(Stored data entries)
BEGIN

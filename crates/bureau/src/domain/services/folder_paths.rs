//! Folder path derivation and cycle detection
//!
//! Paths are `/`-joined folder names from the root, e.g. `Contracts/2026`.

use std::collections::HashMap;

use uuid::Uuid;

pub const PATH_SEPARATOR: char = '/';

/// Path of a folder named `name` placed under `parent_path`
pub fn join_path(parent_path: Option<&str>, name: &str) -> String {
    match parent_path {
        Some(parent) if !parent.is_empty() => format!("{parent}{PATH_SEPARATOR}{name}"),
        _ => name.to_string(),
    }
}

/// Replace the last segment of `path` with `name`
pub fn rename_leaf(path: &str, name: &str) -> String {
    match path.rsplit_once(PATH_SEPARATOR) {
        Some((parent, _)) => join_path(Some(parent), name),
        None => name.to_string(),
    }
}

/// Rewrite a descendant path after its ancestor moved from `old_prefix` to `new_prefix`
///
/// Returns `None` when `path` does not live under `old_prefix`.
pub fn rebase(path: &str, old_prefix: &str, new_prefix: &str) -> Option<String> {
    let rest = path.strip_prefix(old_prefix)?;
    if rest.is_empty() {
        return Some(new_prefix.to_string());
    }
    let rest = rest.strip_prefix(PATH_SEPARATOR)?;
    Some(join_path(Some(new_prefix), rest))
}

/// Whether re-parenting `moving` under `new_parent` would make it its own ancestor
///
/// `parents` maps every known folder id to its parent id.
pub fn would_create_cycle(
    moving: Uuid,
    new_parent: Uuid,
    parents: &HashMap<Uuid, Option<Uuid>>,
) -> bool {
    let mut cursor = Some(new_parent);
    let mut steps = 0usize;
    while let Some(current) = cursor {
        if current == moving {
            return true;
        }
        // A corrupted map could itself contain a loop; never walk more than every node once
        steps += 1;
        if steps > parents.len() {
            return true;
        }
        cursor = parents.get(&current).copied().flatten();
    }
    false
}

#[cfg(test)]
mod tests {
    use super::*;

    #[test]
    fn test_join_and_rename() {
        assert_eq!(join_path(None, "Contracts"), "Contracts");
        assert_eq!(join_path(Some("Contracts"), "2026"), "Contracts/2026");
        assert_eq!(rename_leaf("Contracts/2026", "2027"), "Contracts/2027");
        assert_eq!(rename_leaf("Contracts", "Archive"), "Archive");
    }

    #[test]
    fn test_rebase_only_rewrites_descendants() {
        assert_eq!(
            rebase("Contracts/2026/Q1", "Contracts", "Contracts-Archive"),
            Some("Contracts-Archive/2026/Q1".to_string())
        );
        assert_eq!(rebase("Contracts", "Contracts", "Legal"), Some("Legal".to_string()));
        // Sibling sharing a name prefix is not a descendant
        assert_eq!(rebase("Contracts-Old/x", "Contracts", "Legal"), None);
    }

    #[test]
    fn test_cycle_detection() {
        let a = Uuid::from_u128(1);
        let b = Uuid::from_u128(2);
        let c = Uuid::from_u128(3);
        let parents = HashMap::from([(a, None), (b, Some(a)), (c, Some(b))]);

        assert!(would_create_cycle(a, c, &parents));
        assert!(would_create_cycle(a, a, &parents));
        assert!(!would_create_cycle(c, a, &parents));
    }
}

END

**To do**: Filter the entries above and keep only the lines with the word "Contracts".

**Task result**:
//! Paths are `/`-joined folder names from the root, e.g. `Contracts/2026`.
        assert_eq!(join_path(None, "Contracts"), "Contracts");
        assert_eq!(join_path(Some("Contracts"), "2026"), "Contracts/2026");
        assert_eq!(rename_leaf("Contracts/2026", "2027"), "Contracts/2027");
        assert_eq!(rename_leaf("Contracts", "Archive"), "Archive");
            rebase("Contracts/2026/Q1", "Contracts", "Contracts-Archive"),
            Some("Contracts-Archive/2026/Q1".to_string())
        assert_eq!(rebase("Contracts", "Contracts", "Legal"), Some("Legal".to_string()));
        assert_eq!(rebase("Contracts-Old/x", "Contracts", "Legal"), None);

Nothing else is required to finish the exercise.